The only thing you can do to set p
is create an empty array with the correct shape and pass it as the output array. To achieve this, you would redefine yours nmf
to have a signature "(m,n)->(m,p),(p,n)"
and wrap it in some Python like:
def nmf_wrap(x, p):
x = np.asarray(x)
assert x.ndim >= 2
shape = x.shape[:-2]
m, n = x.shape[-2:]
out1 = np.empty(shape+(m, p), dtype=x.dtype)
out2 = np.empty(shape+(p, n), dtype=x.dtype)

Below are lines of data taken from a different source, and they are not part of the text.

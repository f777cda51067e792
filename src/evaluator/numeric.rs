//! Bundled numeric evaluator

use rand::Rng;
use rand_distr::StandardNormal;
use std::time::{Duration, Instant};
use tracing::trace;

use crate::config::EvaluatorConfig;
use crate::error::EvaluationError;
use crate::evaluator::canonical::{canonicalize, substitute_params};
use crate::evaluator::expr::Expr;
use crate::evaluator::optimize::NelderMead;
use crate::evaluator::{prediction_error, Dataset, Evaluation, Evaluator};

/// Interpreter-based evaluator with Nelder-Mead parameter fitting
///
/// Each call canonicalizes the expression, numbers its free parameters, fits
/// them from a standard-normal random start (or sets them to 1.0 when not
/// optimizing) and reports the error of the fitted expression. Fitting is
/// bounded by both an iteration budget and a per-call wall-clock deadline.
#[derive(Clone, Debug, Default)]
pub struct NumericEvaluator {
    config: EvaluatorConfig,
}

impl NumericEvaluator {
    /// Create an evaluator with the given limits
    pub fn new(config: EvaluatorConfig) -> Self {
        Self { config }
    }

    /// Limits in use
    pub fn config(&self) -> &EvaluatorConfig {
        &self.config
    }

    fn loss(model: &Expr, dataset: &Dataset, params: &[f64]) -> f64 {
        match model.predict(dataset, params) {
            Ok(predictions) => prediction_error(&predictions, dataset.targets()),
            Err(_) => f64::INFINITY,
        }
    }

    fn try_evaluate(
        &self,
        expression: &str,
        dataset: &Dataset,
        optimize: bool,
    ) -> Result<Evaluation, EvaluationError> {
        let budget = Duration::from_millis(self.config.timeout_ms);
        let deadline = Instant::now() + budget;
        let within_budget = || {
            if Instant::now() >= deadline {
                Err(EvaluationError::Timeout(budget.as_millis()))
            } else {
                Ok(())
            }
        };

        let parsed = Expr::parse(expression)?;
        within_budget()?;
        let canonical = canonicalize(&parsed)?;
        let model = Expr::parse(&canonical)?;
        let slots = model.param_count();

        let params = if slots == 0 {
            Vec::new()
        } else if optimize {
            let mut rng = rand::thread_rng();
            let start: Vec<f64> = (0..slots).map(|_| rng.sample(StandardNormal)).collect();
            NelderMead::new(self.config.max_iterations, self.config.tolerance)
                .with_point_tolerance(self.config.point_tolerance)
                .with_deadline(deadline, budget.as_millis())
                .minimize(|p| Self::loss(&model, dataset, p), start)?
                .point
        } else {
            vec![1.0; slots]
        };

        within_budget()?;
        let error = Self::loss(&model, dataset, &params);
        if !error.is_finite() {
            return Err(EvaluationError::NonFinite);
        }
        Ok(Evaluation {
            error,
            resolved: substitute_params(&canonical, &params),
        })
    }
}

impl Evaluator for NumericEvaluator {
    fn evaluate(&self, expression: &str, dataset: &Dataset, optimize: bool) -> Evaluation {
        match self.try_evaluate(expression, dataset, optimize) {
            Ok(evaluation) => evaluation,
            Err(err) => {
                trace!(expression, %err, "evaluation failed");
                Evaluation::failed(expression)
            }
        }
    }

    fn canonicalize(&self, expression: &str) -> Option<String> {
        Expr::parse(expression)
            .and_then(|expr| canonicalize(&expr))
            .ok()
    }
}

#[cfg(test)]
mod tests {
    use super::*;

    fn linear() -> Dataset {
        let x: Vec<f64> = (1..=8).map(f64::from).collect();
        let t = x.iter().map(|v| 2.0 * v).collect();
        Dataset::new(vec![x], t).unwrap()
    }

    #[test]
    fn test_exact_expression() {
        let ev = NumericEvaluator::default();
        let result = ev.evaluate("X1+X1", &linear(), true);
        assert_eq!(result.error, 0.0);
        assert_eq!(result.resolved, "2*X1");
    }

    #[test]
    fn test_fits_constant() {
        let ev = NumericEvaluator::default();
        let result = ev.evaluate("(C*X1)", &linear(), true);
        assert!(result.error < 1e-8, "error {}", result.error);
        let refit = ev.evaluate(&result.resolved, &linear(), false);
        assert!(refit.error < 1e-8);
    }

    #[test]
    fn test_lone_additive_constant_fits_from_any_start() {
        let x: Vec<f64> = (1..=6).map(f64::from).collect();
        let t = x.iter().map(|v| v * v + v).collect();
        let data = Dataset::new(vec![x], t).unwrap();
        let ev = NumericEvaluator::default();
        // each call draws a fresh random start
        for _ in 0..8 {
            let result = ev.evaluate("((X1*X1)+(X1+C))", &data, true);
            assert!(result.error < 1e-8, "error {}", result.error);
        }
    }

    #[test]
    fn test_unoptimized_constants_are_one() {
        let ev = NumericEvaluator::default();
        let result = ev.evaluate("C*X1", &linear(), false);
        // Σ|x - 2x| = 36, squared over 8 samples
        assert_eq!(result.error, 162.0);
        assert_eq!(result.resolved, "1*X1");
    }

    #[test]
    fn test_failures_become_infinite() {
        let ev = NumericEvaluator::default();
        for bad in ["X1/0", "log(0)", "((X1", "X4", "exp(exp(exp(X1*100)))"] {
            let result = ev.evaluate(bad, &linear(), true);
            assert_eq!(result.error, f64::INFINITY, "{}", bad);
            assert_eq!(result.resolved, bad);
        }
    }

    #[test]
    fn test_deadline_covers_unoptimized_calls() {
        let ev = NumericEvaluator::new(EvaluatorConfig {
            timeout_ms: 0,
            ..EvaluatorConfig::default()
        });
        // no fitting loop runs, the deadline still applies
        let result = ev.evaluate("X1+X1", &linear(), false);
        assert_eq!(result.error, f64::INFINITY);
        assert_eq!(
            ev.try_evaluate("X1+X1", &linear(), false),
            Err(EvaluationError::Timeout(0))
        );
    }

    #[test]
    fn test_canonicalize() {
        let ev = NumericEvaluator::default();
        assert_eq!(ev.canonicalize("C*C*X1+X1*2").as_deref(), Some("C*X1"));
        assert_eq!(ev.canonicalize("log(0)"), None);
    }
}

return nmf.nmf(x, out1, out2)
There has been some discussion recently about extending the functionality provided by gufuncs signatures on the numpy-dev mailing list . What you described has some similarities to what I call "computed dimensions" there. If you want to see something implemented in numpy 1.10 it would be great if you could explain your use case in more detail in this list: we don't know about many (any?) Gufunc codecs in the wild!

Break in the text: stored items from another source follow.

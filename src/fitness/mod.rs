//! Fitness evaluation
//!
//! This module provides the cost abstraction and the program cost used by
//! the GA engines.

pub mod program;
pub mod traits;

pub mod prelude {
    pub use super::program::*;
    pub use super::traits::*;
}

Thanks @jaime for your answer, helped me a lot. I made the changes you suggested and it works. Here's a C code example. It just copies some elements of the input matrix into the outputs.
#include "Python.h"
#include "numpy/ndarraytypes.h"
#include "numpy/ufuncobject.h"
static PyMethodDef nmfMethods[] = {
{NULL, NULL, 0, NULL}
};
static void double_nmf(char **args, npy_intp *dimensions,
npy_intp* steps, void* data)
{
npy_intp i, j,
n = dimensions[1],
m = dimensions[2],
p = dimensions[3];
char *in = args[0], *out1 = args[1], *out2 = args[2];
for(i=0; i<n; i++){
for(j=0; j<p; j++){
*(double*)(out1 + 8*(j + p*i)) = *(double*)(in + 8*(j + m*i));
}
}
for(i=0; i<p; i++){
for(j=0; j<m; j++){
*(double*)(out2 + 8*(j + m*i)) = *(double*)(in + 8*(j + m*i));
}
}
return;
}
static PyUFuncGenericFunction nmf_functions[] = { double_nmf };
static void * nmf_data[] = { (void *)NULL };
static char nmf_signatures[] = { PyArray_DOUBLE, PyArray_DOUBLE, PyArray_DOUBLE };
char *nmf_signature = "(n,m)->(n,p),(p,m)";
PyMODINIT_FUNC initnmf(void)
{
PyObject *m, *d, *version, *nmf;
m = Py_InitModule("nmf", nmfMethods);
if (m == NULL) {
return;
}
import_array();
import_umath();
d = PyModule_GetDict(m);
version = PyString_FromString("0.1");
PyDict_SetItemString(d, "__version__", version);
Py_DECREF(version);
nmf = PyUFunc_FromFuncAndDataAndSignature(nmf_functions, nmf_data, nmf_signatures, 1,
1, 2, PyUFunc_None, "nmf",
"", 0, nmf_signature);
PyDict_SetItemString(d, "nmf", nmf);
Py_DECREF(nmf);
}
Here's some sample Python code and terminal output.
#/usr/bin/python
import numpy as np
import nmf
def nmf_wrap(x,p):
x = np.asarray(x)
assert x.ndim >=2
shape = x.shape[-2:]
n,m = shape[-2:]
out1 = np.empty((n, p), dtype=x.dtype)
out2 = np.empty((p, m), dtype=x.dtype)
return nmf.nmf(x, out1, out2)
x = np.array([[1,2,3,4,5],[6,7,8,9,10],[11,12,13,14,15],[16,17,18,19,20]])
y,z = nmf_wrap(x,2)
print 'Input:\n', x
print 'Output 1:\n', y
print 'Output 2:\n', z
Input:
[[ 1 2 3 4 5]
[ 6 7 8 9 10]
[11 12 13 14 15]
[16 17 18 19 20]]
Output 1:
[[ 1 2]
[ 6 7]
[11 12]
[16 17]]
Output 2:
[[ 1 2 3 4 5]
[ 6 7 8 9 10]]
Now I can continue programming.
I am also writing non-ufunc using Python / C API (no numpy) as @ nathaniel-j-smith suggested (this is what I got). I hope to get some results and briefly compare the two approaches.